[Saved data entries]
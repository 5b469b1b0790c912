mod lifestyle;
mod neighborhood;
mod transport;

pub use lifestyle::LifestyleOption;
pub use neighborhood::Neighborhood;
pub use transport::TransportOption;

/// Lowercase and drop everything but letters and digits, so "uber bolt",
/// "Uber/Bolt" and "uberbolt" compare equal.
pub(crate) fn normalize_name(s: &str) -> String {
    s.chars()
        .filter(|c| c.is_alphanumeric())
        .flat_map(char::to_lowercase)
        .collect()
}

/// Exact (normalized) match first, then a prefix that matches exactly one option.
fn find_by_name<'a, T>(options: &'a [T], query: &str, name: impl Fn(&T) -> &str) -> Option<&'a T> {
    let wanted = normalize_name(query);
    if wanted.is_empty() {
        return None;
    }
    if let Some(exact) = options.iter().find(|o| normalize_name(name(o)) == wanted) {
        return Some(exact);
    }
    let mut prefixed = options
        .iter()
        .filter(|o| normalize_name(name(o)).starts_with(&wanted));
    match (prefixed.next(), prefixed.next()) {
        (Some(only), None) => Some(only),
        _ => None,
    }
}
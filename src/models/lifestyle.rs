use super::find_by_name;

#[derive(Debug, Clone, Copy, PartialEq, Eq)]
pub struct LifestyleOption {
    pub name: &'static str,
    pub monthly_cost: i64,
}

pub static LIFESTYLE_OPTIONS: [LifestyleOption; 5] = [
    LifestyleOption {
        name: "Eating Out",
        monthly_cost: 15_000,
    },
    LifestyleOption {
        name: "Groceries",
        monthly_cost: 12_000,
    },
    LifestyleOption {
        name: "Entertainment",
        monthly_cost: 8_000,
    },
    LifestyleOption {
        name: "Self-Care",
        monthly_cost: 5_000,
    },
    LifestyleOption {
        name: "Gym",
        monthly_cost: 4_000,
    },
];

impl LifestyleOption {
    pub fn all() -> &'static [LifestyleOption] {
        &LIFESTYLE_OPTIONS
    }

    pub fn find_by_name(name: &str) -> Option<&'static LifestyleOption> {
        find_by_name(&LIFESTYLE_OPTIONS, name, |l| l.name)
    }
}

impl std::fmt::Display for LifestyleOption {
    fn fmt(&self, f: &mut std::fmt::Formatter<'_>) -> std::fmt::Result {
        write!(f, "{}", self.name)
    }
}
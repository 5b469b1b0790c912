//! Form state for the five budget steps, and parsing of user-typed values.
//!
//! The form is the only place bounds are enforced: sliders clamp, lookups fail
//! with an [`InputError`]. Whatever leaves through [`BudgetForm::to_input`] is
//! already valid for the calculator.

use thiserror::Error;

use crate::budget::{BudgetInput, MAX_INCOME, MAX_SAVINGS_PERCENT, MIN_INCOME};
use crate::models::{LifestyleOption, Neighborhood, TransportOption};

pub const DEFAULT_INCOME: i64 = 120_000;
pub const DEFAULT_SAVINGS_PERCENT: u8 = 15;
const DEFAULT_NEIGHBORHOOD: &str = "Kilimani";
const DEFAULT_RIDES: &[&str] = &["Matatus"];
const DEFAULT_TREATS: &[&str] = &["Groceries", "Entertainment"];

pub const INCOME_STEP: i64 = 1_000;
pub const INCOME_BIG_STEP: i64 = 10_000;
pub const SAVINGS_STEP: i64 = 1;
pub const SAVINGS_BIG_STEP: i64 = 5;

#[derive(Debug, Clone, PartialEq, Eq, Error)]
pub enum InputError {
    #[error("unknown {kind} '{name}' (choose from: {choices})")]
    UnknownOption {
        kind: &'static str,
        name: String,
        choices: String,
    },
    #[error("'{0}' is not a whole number")]
    NotANumber(String),
    #[error("{field} must be between {min} and {max}, got {value}")]
    OutOfRange {
        field: &'static str,
        value: i64,
        min: i64,
        max: i64,
    },
}

#[derive(Debug, Clone, PartialEq, Eq)]
pub struct BudgetForm {
    income: i64,
    neighborhood: usize,
    transport: Vec<bool>,
    lifestyle: Vec<bool>,
    savings_percent: u8,
}

impl Default for BudgetForm {
    fn default() -> Self {
        let neighborhood = Neighborhood::all()
            .iter()
            .position(|n| n.name == DEFAULT_NEIGHBORHOOD)
            .unwrap_or(0);
        Self {
            income: DEFAULT_INCOME,
            neighborhood,
            transport: TransportOption::all()
                .iter()
                .map(|t| DEFAULT_RIDES.contains(&t.name))
                .collect(),
            lifestyle: LifestyleOption::all()
                .iter()
                .map(|l| DEFAULT_TREATS.contains(&l.name))
                .collect(),
            savings_percent: DEFAULT_SAVINGS_PERCENT,
        }
    }
}

impl BudgetForm {
    pub fn income(&self) -> i64 {
        self.income
    }

    pub fn savings_percent(&self) -> u8 {
        self.savings_percent
    }

    pub fn neighborhood_index(&self) -> usize {
        self.neighborhood
    }

    pub fn neighborhood(&self) -> &'static Neighborhood {
        let all = Neighborhood::all();
        all.get(self.neighborhood).unwrap_or(&all[0])
    }

    pub fn is_transport_selected(&self, index: usize) -> bool {
        self.transport.get(index).copied().unwrap_or(false)
    }

    pub fn is_lifestyle_selected(&self, index: usize) -> bool {
        self.lifestyle.get(index).copied().unwrap_or(false)
    }

    pub fn selected_transport(&self) -> Vec<&'static TransportOption> {
        TransportOption::all()
            .iter()
            .zip(&self.transport)
            .filter(|(_, on)| **on)
            .map(|(t, _)| t)
            .collect()
    }

    pub fn selected_lifestyle(&self) -> Vec<&'static LifestyleOption> {
        LifestyleOption::all()
            .iter()
            .zip(&self.lifestyle)
            .filter(|(_, on)| **on)
            .map(|(l, _)| l)
            .collect()
    }

    // Mutators return whether anything changed, so callers can invalidate
    // a stale breakdown.

    pub fn set_income(&mut self, value: i64) -> bool {
        let clamped = value.clamp(MIN_INCOME, MAX_INCOME);
        std::mem::replace(&mut self.income, clamped) != clamped
    }

    pub fn adjust_income(&mut self, delta: i64) -> bool {
        self.set_income(self.income.saturating_add(delta))
    }

    pub fn set_savings(&mut self, value: i64) -> bool {
        let clamped = value.clamp(0, i64::from(MAX_SAVINGS_PERCENT)) as u8;
        std::mem::replace(&mut self.savings_percent, clamped) != clamped
    }

    pub fn adjust_savings(&mut self, delta: i64) -> bool {
        self.set_savings(i64::from(self.savings_percent).saturating_add(delta))
    }

    pub fn select_neighborhood(&mut self, index: usize) -> bool {
        if index >= Neighborhood::all().len() || index == self.neighborhood {
            return false;
        }
        self.neighborhood = index;
        true
    }

    pub fn toggle_transport(&mut self, index: usize) -> bool {
        toggle(&mut self.transport, index)
    }

    pub fn toggle_lifestyle(&mut self, index: usize) -> bool {
        toggle(&mut self.lifestyle, index)
    }

    pub fn set_transport(&mut self, index: usize, on: bool) -> bool {
        set_flag(&mut self.transport, index, on)
    }

    pub fn set_lifestyle(&mut self, index: usize, on: bool) -> bool {
        set_flag(&mut self.lifestyle, index, on)
    }

    pub fn clear_transport(&mut self) -> bool {
        clear(&mut self.transport)
    }

    pub fn clear_lifestyle(&mut self) -> bool {
        clear(&mut self.lifestyle)
    }

    pub fn choose_neighborhood(&mut self, neighborhood: &Neighborhood) -> bool {
        position(Neighborhood::all(), neighborhood).is_some_and(|i| self.select_neighborhood(i))
    }

    pub fn toggle_transport_option(&mut self, option: &TransportOption) -> bool {
        position(TransportOption::all(), option).is_some_and(|i| self.toggle_transport(i))
    }

    pub fn toggle_lifestyle_option(&mut self, option: &LifestyleOption) -> bool {
        position(LifestyleOption::all(), option).is_some_and(|i| self.toggle_lifestyle(i))
    }

    pub fn include_transport(&mut self, option: &TransportOption) -> bool {
        position(TransportOption::all(), option).is_some_and(|i| self.set_transport(i, true))
    }

    pub fn include_lifestyle(&mut self, option: &LifestyleOption) -> bool {
        position(LifestyleOption::all(), option).is_some_and(|i| self.set_lifestyle(i, true))
    }

    pub fn reset(&mut self) -> bool {
        let fresh = Self::default();
        std::mem::replace(self, fresh.clone()) != fresh
    }

    pub fn to_input(&self) -> BudgetInput {
        BudgetInput {
            monthly_income: self.income,
            neighborhood: self.neighborhood(),
            transport: self.selected_transport(),
            lifestyle: self.selected_lifestyle(),
            savings_percent: self.savings_percent,
        }
    }
}

fn position<T: PartialEq>(all: &[T], item: &T) -> Option<usize> {
    all.iter().position(|candidate| candidate == item)
}

fn toggle(flags: &mut [bool], index: usize) -> bool {
    match flags.get_mut(index) {
        Some(flag) => {
            *flag = !*flag;
            true
        }
        None => false,
    }
}

fn set_flag(flags: &mut [bool], index: usize, on: bool) -> bool {
    match flags.get_mut(index) {
        Some(flag) => std::mem::replace(flag, on) != on,
        None => false,
    }
}

fn clear(flags: &mut [bool]) -> bool {
    let any = flags.iter().any(|f| *f);
    flags.iter_mut().for_each(|f| *f = false);
    any
}

// ── Parsing ──────────────────────────────────────────────────

/// Parse a whole number, tolerating thousands separators and a "KSh" prefix.
pub fn parse_amount(s: &str) -> Result<i64, InputError> {
    let trimmed = s.trim();
    let without_currency = trimmed
        .strip_prefix("KSh")
        .or_else(|| trimmed.strip_prefix("ksh"))
        .unwrap_or(trimmed);
    let digits: String = without_currency
        .trim()
        .trim_end_matches('%')
        .chars()
        .filter(|c| *c != ',' && *c != '_')
        .collect();
    digits
        .parse::<i64>()
        .map_err(|_| InputError::NotANumber(s.trim().to_string()))
}

pub fn parse_income(s: &str) -> Result<i64, InputError> {
    let value = parse_amount(s)?;
    if !(MIN_INCOME..=MAX_INCOME).contains(&value) {
        return Err(InputError::OutOfRange {
            field: "income",
            value,
            min: MIN_INCOME,
            max: MAX_INCOME,
        });
    }
    Ok(value)
}

pub fn parse_savings(s: &str) -> Result<u8, InputError> {
    let value = parse_amount(s)?;
    let max = i64::from(MAX_SAVINGS_PERCENT);
    if !(0..=max).contains(&value) {
        return Err(InputError::OutOfRange {
            field: "savings percent",
            value,
            min: 0,
            max,
        });
    }
    Ok(value as u8)
}

pub fn neighborhood(name: &str) -> Result<&'static Neighborhood, InputError> {
    Neighborhood::find_by_name(name).ok_or_else(|| InputError::UnknownOption {
        kind: "neighborhood",
        name: name.to_string(),
        choices: choices(Neighborhood::all().iter().map(|n| n.name)),
    })
}

pub fn transport(name: &str) -> Result<&'static TransportOption, InputError> {
    TransportOption::find_by_name(name).ok_or_else(|| InputError::UnknownOption {
        kind: "transport option",
        name: name.to_string(),
        choices: choices(TransportOption::all().iter().map(|t| t.name)),
    })
}

pub fn lifestyle(name: &str) -> Result<&'static LifestyleOption, InputError> {
    LifestyleOption::find_by_name(name).ok_or_else(|| InputError::UnknownOption {
        kind: "lifestyle option",
        name: name.to_string(),
        choices: choices(LifestyleOption::all().iter().map(|l| l.name)),
    })
}

fn choices<'a>(names: impl Iterator<Item = &'a str>) -> String {
    names.collect::<Vec<_>>().join(", ")
}

#[cfg(test)]
mod tests;
use ratatui::{
    layout::{Constraint, Direction, Layout, Rect},
    style::{Modifier, Style},
    text::{Line, Span},
    widgets::{Block, Borders, Clear, Paragraph, Tabs},
    Frame,
};

use super::app::{App, InputMode, Screen};
use super::commands;
use super::theme;

pub(crate) fn render(f: &mut Frame, app: &App) {
    let chunks = Layout::default()
        .direction(Direction::Vertical)
        .constraints([
            Constraint::Length(1), // Tab bar
            Constraint::Min(5),    // Main content
            Constraint::Length(1), // Status bar
            Constraint::Length(1), // Command bar
        ])
        .split(f.area());

    render_tab_bar(f, chunks[0], app);
    render_screen(f, chunks[1], app);
    render_status_bar(f, chunks[2], app);
    render_command_bar(f, chunks[3], app);

    if app.show_help {
        render_help_overlay(f, f.area());
    }
}

fn render_tab_bar(f: &mut Frame, area: Rect, app: &App) {
    let mut titles: Vec<Line> = vec![Line::from(Span::styled(
        " Nairobi Budget Adventure ",
        theme::header_style().fg(theme::ORANGE),
    ))];
    titles.extend(Screen::all().iter().enumerate().map(|(i, s)| {
        let num = format!("{}", i + 1);
        if *s == app.screen {
            Line::from(vec![
                Span::styled(format!("{num}:"), Style::default().fg(theme::TEXT_DIM)),
                Span::styled(
                    format!("{s}"),
                    Style::default()
                        .fg(theme::ACCENT)
                        .add_modifier(Modifier::BOLD),
                ),
            ])
        } else {
            Line::from(Span::styled(
                format!("{num}:{s}"),
                Style::default().fg(theme::TEXT_DIM),
            ))
        }
    }));

    let selected = Screen::all()
        .iter()
        .position(|s| *s == app.screen)
        .map_or(0, |i| i + 1);
    let tabs = Tabs::new(titles)
        .select(selected)
        .highlight_style(Style::default())
        .divider(Span::styled(" | ", Style::default().fg(theme::OVERLAY)))
        .style(Style::default().bg(theme::HEADER_BG));

    f.render_widget(tabs, area);
}

fn render_screen(f: &mut Frame, area: Rect, app: &App) {
    match app.screen {
        Screen::Plan => super::screens::plan::render(f, area, app),
        Screen::Breakdown => super::screens::breakdown::render(f, area, app),
    }
}

fn render_status_bar(f: &mut Frame, area: Rect, app: &App) {
    let mode_label = format!(" {} ", app.input_mode);
    let mode_style = match app.input_mode {
        InputMode::Normal => Style::default()
            .fg(theme::HEADER_BG)
            .bg(theme::ACCENT)
            .add_modifier(Modifier::BOLD),
        InputMode::Command => Style::default()
            .fg(theme::HEADER_BG)
            .bg(theme::GREEN)
            .add_modifier(Modifier::BOLD),
    };

    let state = if app.breakdown.is_some() {
        "calculated"
    } else {
        "not calculated"
    };
    let info = format!(
        " {} | {} | {}% saved | {} ",
        app.screen,
        app.form.neighborhood(),
        app.form.savings_percent(),
        state
    );

    let right = match app.screen {
        Screen::Plan => " j/k move | h/l slide | Space pick | c calculate | ? help ",
        Screen::Breakdown => " Esc back to plan | R reset | ? help ",
    };

    let available = area.width as usize;
    let used = mode_label.len() + info.len() + right.len();
    let pad = available.saturating_sub(used);

    let bar = Paragraph::new(Line::from(vec![
        Span::styled(&mode_label, mode_style),
        Span::styled(&info, theme::status_bar_style()),
        Span::styled(" ".repeat(pad), theme::status_bar_style()),
        Span::styled(right, theme::status_bar_style()),
    ]));
    f.render_widget(bar, area);
}

fn render_command_bar(f: &mut Frame, area: Rect, app: &App) {
    let (content, cursor_offset) = match app.input_mode {
        InputMode::Command => (
            Line::from(vec![
                Span::styled(":", Style::default().fg(theme::ACCENT)),
                Span::styled(&app.command_input, theme::command_bar_style()),
            ]),
            Some(1 + app.command_input.chars().count() as u16),
        ),
        InputMode::Normal => (
            if app.status_message.is_empty() {
                Line::from(Span::styled(
                    " Press : for commands, c to calculate, ? for help",
                    theme::dim_style(),
                ))
            } else {
                Line::from(Span::styled(
                    &app.status_message,
                    theme::command_bar_style(),
                ))
            },
            None,
        ),
    };

    let bar = Paragraph::new(content).style(Style::default().bg(theme::COMMAND_BG));
    f.render_widget(bar, area);

    if let Some(offset) = cursor_offset {
        f.set_cursor_position((area.x + offset, area.y));
    }
}

fn render_help_overlay(f: &mut Frame, area: Rect) {
    let section = |title: &'static str| {
        Line::from(Span::styled(
            title,
            Style::default()
                .fg(theme::YELLOW)
                .add_modifier(Modifier::BOLD),
        ))
    };
    let text = |s: &'static str| Line::from(Span::styled(s, theme::normal_style()));

    let mut help_text = vec![
        Line::from(Span::styled(
            " Nairobi Budget Adventure Help ",
            Style::default()
                .fg(theme::ACCENT)
                .add_modifier(Modifier::BOLD),
        )),
        Line::from(""),
        section(" Plan"),
        text("  j/k or Up/Down   Move between fields    [ / ]      Prev/Next step"),
        text("  h/l or Left/Right Slide by a little     H/L        Slide by a lot"),
        text("  +/-              Slide by a little      Space/Enter Pick or toggle"),
        text("  c                Calculate              R          Reset to defaults"),
        text("  J                Cycle journey stage    g/G        Top/Bottom"),
        Line::from(""),
        section(" General"),
        text("  1-2 or Tab       Switch screens         Esc        Back/Clear"),
        text("  :                Command mode           Ctrl-q     Quit"),
        Line::from(""),
        section(" Commands"),
    ];

    // Build command list dynamically from COMMANDS registry
    let mut seen = std::collections::HashSet::new();
    let mut cmd_lines: Vec<(&str, &str)> = Vec::new();
    for (&name, cmd) in commands::COMMANDS.iter() {
        if name.len() <= 1 {
            continue;
        }
        if seen.insert(cmd.description) {
            cmd_lines.push((name, cmd.description));
        }
    }
    cmd_lines.sort_by_key(|(name, _)| *name);
    for (name, desc) in &cmd_lines {
        help_text.push(Line::from(Span::styled(
            format!("  :{name:<12} {desc}"),
            theme::normal_style(),
        )));
    }

    help_text.push(Line::from(""));
    help_text.push(Line::from(Span::styled(
        " Press any key to close ",
        Style::default().fg(theme::TEXT_DIM),
    )));

    // Center the popup, clamped to terminal height
    let popup_height = (help_text.len() as u16 + 2).min(area.height.saturating_sub(2));
    let popup_width = 76.min(area.width.saturating_sub(4));
    let x = area.x + (area.width.saturating_sub(popup_width)) / 2;
    let y = area.y + (area.height.saturating_sub(popup_height)) / 2;
    let popup_area = Rect::new(x, y, popup_width, popup_height);

    f.render_widget(Clear, popup_area);
    let help = Paragraph::new(help_text).block(
        Block::default()
            .borders(Borders::ALL)
            .border_style(Style::default().fg(theme::ACCENT))
            .style(Style::default().bg(theme::HEADER_BG)),
    );
    f.render_widget(help, popup_area);
}
use super::find_by_name;

#[derive(Debug, Clone, Copy, PartialEq, Eq)]
pub struct Neighborhood {
    pub name: &'static str,
    /// Monthly rent in whole shillings.
    pub monthly_rent: i64,
    pub vibe: &'static str,
}

pub static NEIGHBORHOODS: [Neighborhood; 4] = [
    Neighborhood {
        name: "Kilimani",
        monthly_rent: 65_000,
        vibe: "Trendy urban lifestyle",
    },
    Neighborhood {
        name: "Westlands",
        monthly_rent: 75_000,
        vibe: "Upscale nightlife hub",
    },
    Neighborhood {
        name: "Kileleshwa",
        monthly_rent: 60_000,
        vibe: "Quiet leafy streets",
    },
    Neighborhood {
        name: "South B",
        monthly_rent: 45_000,
        vibe: "Affordable and central",
    },
];

impl Neighborhood {
    pub fn all() -> &'static [Neighborhood] {
        &NEIGHBORHOODS
    }

    /// Case-insensitive lookup; a unique prefix is enough ("west" → Westlands).
    pub fn find_by_name(name: &str) -> Option<&'static Neighborhood> {
        find_by_name(&NEIGHBORHOODS, name, |n| n.name)
    }

    pub fn cheapest() -> &'static Neighborhood {
        NEIGHBORHOODS
            .iter()
            .min_by_key(|n| n.monthly_rent)
            .unwrap_or(&NEIGHBORHOODS[0])
    }
}

impl std::fmt::Display for Neighborhood {
    fn fmt(&self, f: &mut std::fmt::Formatter<'_>) -> std::fmt::Result {
        write!(f, "{}", self.name)
    }
}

WORK INSTRUCTION: Where a line above includes "Groceries", copy that line.

RESPONSE:
        name: "Groceries",
const DEFAULT_TREATS: &[&str] = &["Groceries", "Entertainment"];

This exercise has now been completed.